Le Président  Abdelaziz BouteflikaC’est dire le faible dynamisme de sa sphère de production et le bas niveau de sa diversification économique, quand bien même le pansement financier d’origine pétrolière interviendrait pour couvrir ces grandes plaies économiques et cultiver dans l’esprit citoyen l’illusion de l’avoir et du savoir. » Riche de ressources naturelles exportables (hydrocarbures) et pour lesquelles il existe une demande internationale, l’Algérie continue à puiser dans les marchés extérieurs, les éléments de sa consommation et de son équipement : biens alimentaires, intrants agricoles, usines clés en main, formation à l’étranger, recours à l’assistance technique étrangère. Cette façon de construire l’économie et de métamorphoser la société en échangeant simplement ce qui est un don de Dieu (le pétrole) contre des richesses étrangères issues de l’effort productif des hommes devrait évoluer pour prendre le chemin de la production d’un surplus.
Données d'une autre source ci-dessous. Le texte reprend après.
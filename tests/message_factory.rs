use chrono::{Duration, Utc};
use ed25519_dalek::Signer;
use k256::ecdsa::SigningKey as EvmKey;
use siwx::crypto::ecdsa::{address_from_key, eip191_hash, to_checksum_address};
use siwx::{
    create_message, create_message_for_tag, ChainType, Message, MessageFields, SiwxError,
    VerifyOpts, VerifyParams,
};
use std::str::FromStr;

fn solana_key() -> ed25519_dalek::SigningKey {
    ed25519_dalek::SigningKey::from_bytes(&[7u8; 32])
}

fn solana_address(key: &ed25519_dalek::SigningKey) -> String {
    bs58::encode(key.verifying_key().as_bytes()).into_string()
}

fn sign_solana(key: &ed25519_dalek::SigningKey, text: &str) -> String {
    bs58::encode(key.sign(text.as_bytes()).to_bytes()).into_string()
}

fn evm_key() -> EvmKey {
    EvmKey::from_slice(&[0x11u8; 32]).unwrap()
}

fn evm_address(key: &EvmKey) -> String {
    to_checksum_address(&address_from_key(key.verifying_key()))
}

fn sign_evm(key: &EvmKey, text: &str) -> String {
    let (signature, recovery_id) = key
        .sign_prehash_recoverable(&eip191_hash(text.as_bytes()))
        .unwrap();
    let mut bytes = signature.to_bytes().to_vec();
    bytes.push(recovery_id.to_byte() + 27);
    format!("0x{}", hex::encode(bytes))
}

#[tokio::test]
async fn test_solana_message_sign_and_verify() {
    let key = solana_key();
    let nonce = "abcdefghiJs23232Hsp";
    let fields = MessageFields::new("solana.com", solana_address(&key), "https://solana.com", -1)
        .with_statement("This is a test message.")
        .with_nonce(nonce)
        .with_issued_at(Utc::now().to_rfc3339());

    let mut message = create_message_for_tag(fields, "sol").unwrap();
    let text = message.prepare_message().unwrap();
    assert!(text.starts_with("solana.com wants you to sign in with your Solana account:\n"));
    assert!(text.contains("\nChain ID: -1\n"));

    let signature = sign_solana(&key, &text);
    let params = VerifyParams::new(signature).with_nonce(nonce);
    let outcome = message.verify(&params, None).await.unwrap();

    assert!(outcome.success);
    assert_eq!(outcome.error, None);
    assert_eq!(outcome.data, message);
}

#[tokio::test]
async fn test_evm_message_sign_and_verify() {
    let key = evm_key();
    let fields = MessageFields::new("example.com", evm_address(&key), "https://example.com", 1)
        .with_nonce("abcdefgh12");

    let mut message = create_message(fields, ChainType::Evm);
    let text = message.prepare_message().unwrap();
    let signature = sign_evm(&key, &text);

    // Verify without any time override before an expiration
    let params = VerifyParams::new(signature.clone()).with_nonce("abcdefgh12");
    let outcome = message.verify(&params, None).await.unwrap();
    assert!(outcome.success);

    let verified = message.validate(&signature, None).await.unwrap();
    assert_eq!(verified.address(), message.address());
}

#[tokio::test]
async fn test_evm_signature_from_other_key() {
    let key = evm_key();
    let other = EvmKey::from_slice(&[0x22u8; 32]).unwrap();
    let fields = MessageFields::new("example.com", evm_address(&key), "https://example.com", 1)
        .with_nonce("abcdefgh12");

    let mut message = create_message(fields, ChainType::Evm);
    let text = message.prepare_message().unwrap();

    let params = VerifyParams::new(sign_evm(&other, &text));
    let error = message.verify(&params, None).await.unwrap_err();
    assert!(matches!(error.error, SiwxError::InvalidSignature(_)));
    assert_eq!(*error.data, message);
}

#[tokio::test]
async fn test_expired_message_rejected_before_signature() {
    let key = solana_key();
    let issued = Utc::now() - Duration::hours(2);
    let fields = MessageFields::new("example.com", solana_address(&key), "https://example.com", 1)
        .with_nonce("abcdefgh12")
        .with_issued_at(issued.to_rfc3339())
        .with_expiration_time((issued + Duration::hours(1)).to_rfc3339());

    let mut message = create_message(fields, ChainType::Solana);
    let text = message.prepare_message().unwrap();
    let params = VerifyParams::new(sign_solana(&key, &text));

    let opts = VerifyOpts::default().suppress_exceptions(true);
    let outcome = message.verify(&params, Some(&opts)).await.unwrap();
    assert!(!outcome.success);
    assert!(matches!(outcome.error, Some(SiwxError::ExpiredMessage { .. })));

    // Still valid when checked at a time inside the window
    let inside = VerifyParams {
        time: Some((issued + Duration::minutes(30)).to_rfc3339()),
        ..params
    };
    let outcome = message.verify(&inside, None).await.unwrap();
    assert!(outcome.success);
}

#[tokio::test]
async fn test_parsed_message_verifies() {
    let key = solana_key();
    let fields = MessageFields::new("example.com", solana_address(&key), "https://example.com/login", 101)
        .with_statement("Sign in to Example")
        .with_request_id("req-42")
        .with_resources(["https://example.com/terms", "ipfs://bafy"]);

    let mut message = create_message(fields, ChainType::Solana);
    let text = message.prepare_message().unwrap();
    let signature = sign_solana(&key, &text);

    // Server side only has the text and the signature
    let parsed = Message::from_str(&text).unwrap();
    assert_eq!(parsed, message);
    assert_eq!(parsed.resources().map(<[String]>::len), Some(2));

    let verified = parsed.validate(&signature, None).await.unwrap();
    assert_eq!(verified.request_id(), Some("req-42"));
}

#[test]
fn test_unknown_chain_tag() {
    let fields = MessageFields::new("example.com", "addr", "https://example.com", 1);
    let error = create_message_for_tag(fields, "cosmos").unwrap_err();
    assert_eq!(error, SiwxError::UnsupportedChainType("cosmos".to_string()));
}
pub mod challenge;
pub mod ecdsa;
pub mod ed25519;

// Re-export main functions for easier access
pub use challenge::generate_nonce;
use crate::error::{Result, SiwxError};
use k256::ecdsa::{RecoveryId, Signature, VerifyingKey};
use sha3::{Digest, Keccak256};

/// Compute a Keccak-256 hash
pub fn keccak256(data: &[u8]) -> [u8; 32] {
    let mut hasher = Keccak256::new();
    hasher.update(data);
    hasher.finalize().into()
}

/// Hash a message the way `personal_sign` does (EIP-191 version `0x45`)
///
/// Format: `"\x19Ethereum Signed Message:\n" + len(message) + message`
pub fn eip191_hash(message: &[u8]) -> [u8; 32] {
    let mut hasher = Keccak256::new();
    hasher.update(format!("\x19Ethereum Signed Message:\n{}", message.len()).as_bytes());
    hasher.update(message);
    hasher.finalize().into()
}

/// Derive the 20-byte Ethereum address of a secp256k1 public key
pub fn address_from_key(verifying_key: &VerifyingKey) -> [u8; 20] {
    // Uncompressed SEC1 point: 0x04 || x || y
    let point = verifying_key.to_encoded_point(false);
    let hash = keccak256(&point.as_bytes()[1..]);
    let mut address = [0u8; 20];
    address.copy_from_slice(&hash[12..]);
    address
}

/// Render an address with its EIP-55 mixed-case checksum
///
/// # Example
/// ```rust
/// use siwx::crypto::ecdsa::to_checksum_address;
///
/// let raw = hex::decode("5aaeb6053f3e94c9b9a09f33669435e7ef1beaed").unwrap();
/// let address: [u8; 20] = raw.try_into().unwrap();
/// assert_eq!(
///     to_checksum_address(&address),
///     "0x5aAeb6053F3E94C9b9A09f33669435E7Ef1BeAed"
/// );
/// ```
pub fn to_checksum_address(address: &[u8; 20]) -> String {
    let hex_addr = hex::encode(address);
    let hash = keccak256(hex_addr.as_bytes());

    let mut checksummed = String::with_capacity(42);
    checksummed.push_str("0x");
    for (i, c) in hex_addr.chars().enumerate() {
        let byte = hash[i / 2];
        let nibble = if i % 2 == 0 { byte >> 4 } else { byte & 0x0f };
        if nibble >= 8 {
            checksummed.push(c.to_ascii_uppercase());
        } else {
            checksummed.push(c);
        }
    }
    checksummed
}

/// Whether `address` is a `0x` address in its exact EIP-55 checksum form
pub fn is_eip55_address(address: &str) -> bool {
    let Some(body) = address.strip_prefix("0x") else {
        return false;
    };
    if body.len() != 40 {
        return false;
    }
    let Ok(bytes) = hex::decode(body) else {
        return false;
    };
    let Ok(raw) = <[u8; 20]>::try_from(bytes.as_slice()) else {
        return false;
    };
    to_checksum_address(&raw) == address
}

/// Recover the signer address of a `personal_sign` signature
///
/// # Arguments
/// * `message` - Raw message bytes that were signed
/// * `signature` - 65-byte `r || s || v` signature, `v` as 0/1 or 27/28
///
/// # Returns
/// * `Ok([u8; 20])` - The recovered address
/// * `Err(SiwxError)` - The signature is malformed or recovery failed
pub fn recover_address(message: &[u8], signature: &[u8]) -> Result<[u8; 20]> {
    if signature.len() != 65 {
        return Err(SiwxError::InvalidSignature(format!(
            "expected 65 signature bytes, got {}",
            signature.len()
        )));
    }

    let v = signature[64];
    let recovery_id = RecoveryId::from_byte(if v >= 27 { v - 27 } else { v })
        .ok_or_else(|| SiwxError::InvalidSignature(format!("invalid recovery id {v}")))?;
    let signature = Signature::from_slice(&signature[..64])
        .map_err(|e| SiwxError::InvalidSignature(format!("Failed to parse signature: {}", e)))?;

    let verifying_key =
        VerifyingKey::recover_from_prehash(&eip191_hash(message), &signature, recovery_id)
            .map_err(|e| SiwxError::InvalidSignature(format!("Failed to recover key: {}", e)))?;
    Ok(address_from_key(&verifying_key))
}

/// Verify a `0x`-hex `personal_sign` signature against an address
///
/// # Returns
/// * `Ok(true)` - The signature recovers to `address`
/// * `Ok(false)` - The signature is well formed but from another key
/// * `Err(SiwxError)` - The signature could not be decoded or recovered
pub fn verify_signature(message: &[u8], signature_hex: &str, address: &str) -> Result<bool> {
    let body = signature_hex.strip_prefix("0x").unwrap_or(signature_hex);
    let signature = hex::decode(body)
        .map_err(|e| SiwxError::InvalidSignature(format!("Invalid signature encoding: {}", e)))?;

    let recovered = recover_address(message, &signature)?;
    Ok(format!("0x{}", hex::encode(recovered)).eq_ignore_ascii_case(address))
}

#[cfg(test)]
mod tests {
    use super::*;
    use k256::ecdsa::SigningKey;

    fn sign(key: &SigningKey, message: &[u8]) -> String {
        let (signature, recovery_id) = key.sign_prehash_recoverable(&eip191_hash(message)).unwrap();
        let mut bytes = signature.to_bytes().to_vec();
        bytes.push(recovery_id.to_byte() + 27);
        format!("0x{}", hex::encode(bytes))
    }

    fn test_key() -> SigningKey {
        SigningKey::from_slice(&[0x42u8; 32]).unwrap()
    }

    #[test]
    fn test_keccak256() {
        let expected =
            hex::decode("47173285a8d7341e5e972fc677286384f802f8ef42a5ec5f03bbfa254cb01fad")
                .unwrap();
        assert_eq!(keccak256(b"hello world").as_slice(), expected.as_slice());
    }

    #[test]
    fn test_checksum_address() {
        let raw: [u8; 20] = hex::decode("fb6916095ca1df60bb79ce92ce3ea74c37c5d359")
            .unwrap()
            .try_into()
            .unwrap();
        let checksummed = to_checksum_address(&raw);
        assert_eq!(checksummed, "0xfB6916095ca1df60bB79Ce92cE3Ea74c37c5d359");
        assert!(is_eip55_address(&checksummed));
        assert!(!is_eip55_address(&checksummed.to_lowercase()));
        assert!(!is_eip55_address("0x1234"));
        assert!(!is_eip55_address("fB6916095ca1df60bB79Ce92cE3Ea74c37c5d359"));
    }

    #[test]
    fn test_eip55_vectors() {
        let vectors = [
            "0x5aAeb6053F3E94C9b9A09f33669435E7Ef1BeAed",
            "0xfB6916095ca1df60bB79Ce92cE3Ea74c37c5d359",
            "0xdbF03B407c01E7cD3CBea99509d93f8DDDC8C6FB",
            "0xD1220A0cf47c7B9Be7A2E6BA89F429762e7b9aDb",
            "0x52908400098527886E0F7030069857D2E4169EE7",
            "0x8617E340B3D01FA5F11F306F4090FD50E238070D",
            "0xde709f2102306220921060314715629080e2fb77",
            "0x27b1fdb04752bbc536007a920d24acb045561c26",
        ];
        for address in vectors {
            assert!(is_eip55_address(address), "{address} should be valid");

            let raw: [u8; 20] = hex::decode(&address[2..]).unwrap().try_into().unwrap();
            assert_eq!(to_checksum_address(&raw), address);
        }

        // One flipped letter case breaks the checksum
        assert!(!is_eip55_address("0x5aAeb6053F3E94C9b9A09f33669435e7Ef1BeAed"));
    }

    #[test]
    fn test_verify_signature() {
        let key = test_key();
        let address = to_checksum_address(&address_from_key(key.verifying_key()));
        let signature = sign(&key, b"sign in please");

        assert!(verify_signature(b"sign in please", &signature, &address).unwrap());
        assert!(!verify_signature(b"sign in, please", &signature, &address).unwrap_or(false));
    }

    #[test]
    fn test_verify_signature_other_key() {
        let key = test_key();
        let other = SigningKey::from_slice(&[0x07u8; 32]).unwrap();
        let address = to_checksum_address(&address_from_key(other.verifying_key()));
        let signature = sign(&key, b"message");

        assert!(!verify_signature(b"message", &signature, &address).unwrap());
    }

    #[test]
    fn test_malformed_signature() {
        let result = verify_signature(b"message", "0x1234", "0x0");
        assert!(matches!(result, Err(SiwxError::InvalidSignature(_))));

        let result = verify_signature(b"message", "not-hex", "0x0");
        assert!(matches!(result, Err(SiwxError::InvalidSignature(_))));
    }
}
// demos/basic_workflow.rs

use ed25519_dalek::{Signer, SigningKey};
use rand::rngs::OsRng;
use siwx::{create_message, ChainType, MessageFields, VerifyOpts, VerifyParams};
use std::collections::HashSet;

async fn run() -> Result<(), Box<dyn std::error::Error>> {
    println!("Sign-In-With-Solana Example");

    // 1. The wallet's key pair (normally held by the user's wallet)
    let wallet = SigningKey::generate(&mut OsRng);
    let address = bs58::encode(wallet.verifying_key().as_bytes()).into_string();

    // 2. Simulate nonce storage (in real app, use Redis/DB)
    let mut issued_nonces: HashSet<String> = HashSet::new();
    let nonce = siwx::generate_nonce();
    issued_nonces.insert(nonce.clone());

    // 3. Server builds the message
    let fields = MessageFields::new("example.com", address, "https://example.com/login", 1)
        .with_statement("Sign in to Example")
        .with_nonce(nonce.clone());
    let mut message = create_message(fields, ChainType::Solana);
    let text = message.prepare_message()?;
    println!("\nMessage to sign:\n{}\n", text);

    // 4. Wallet signs the exact text
    let signature = bs58::encode(wallet.sign(text.as_bytes()).to_bytes()).into_string();

    // 5. Server verifies, binding domain and nonce
    let params = VerifyParams::new(signature)
        .with_domain("example.com")
        .with_nonce(nonce.clone());
    let outcome = message.verify(&params, None).await?;
    if outcome.success && issued_nonces.remove(&nonce) {
        println!("Sign-in successful for {}", outcome.data.address());
    }

    // 6. Replaying against another site fails; suppressed errors come back as values
    let replay = VerifyParams::new(params.signature.clone()).with_domain("evil.example");
    let opts = VerifyOpts::default().suppress_exceptions(true);
    let outcome = message.verify(&replay, Some(&opts)).await?;
    if let Some(error) = outcome.error {
        println!("Replay rejected (expected): {}", error);
    }

    println!("\nExample completed!");
    Ok(())
}

#[tokio::main]
async fn main() -> Result<(), Box<dyn std::error::Error>> {
    tracing_subscriber::fmt()
        .with_env_filter(tracing_subscriber::EnvFilter::from_default_env())
        .init();
    run().await
}

#[cfg(test)]
mod tests {
    use super::*;

    #[tokio::test]
    async fn test_example_runs() {
        // Test that the example runs without panicking
        run().await.unwrap();
    }
}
Les dirigeants algériens n’ont pas pris le problème du dévelopement à bras le corps et se sont davantage occupés de se répartir la rente du pétrole. Mais par delà la structure gouvernementale, c’est l’armée qui est mise en cause, car, depuis l’Indépendance, elle s’est imposée et reste encore aujourd’hui la colonne vertébrale du régime, régime qui d’ailleurs reste très opaque.

Et demain ?

Certains pensent qu’il y a une malédiction du pétrole, que les pays riches en hydrocarbures n’entreprennent pas de vraie politique de développement et se contentent de vivre de leur rente, rente partagée par quelques-uns au sommet. Le plus grand mal de l’Algérie ne vient pas de sa richesse en pétrole et gaz. Cette richesse peut devenir un atout si elle est mise au service du développement. Il s’agit pour l’Algérie d’opérer une mutation d’importance. Elle doit réduire sa dépendance à l’égard de ses ressources naturelles non renouvelables. Un tel objectif passe par un autre qui devient, dans ce cas, le moyen : la diversification économique. L’Algérie gagnerait à tracer le trajet de son futur développement et à le réviser régulièrement selon les exigences de l’économie mondiale.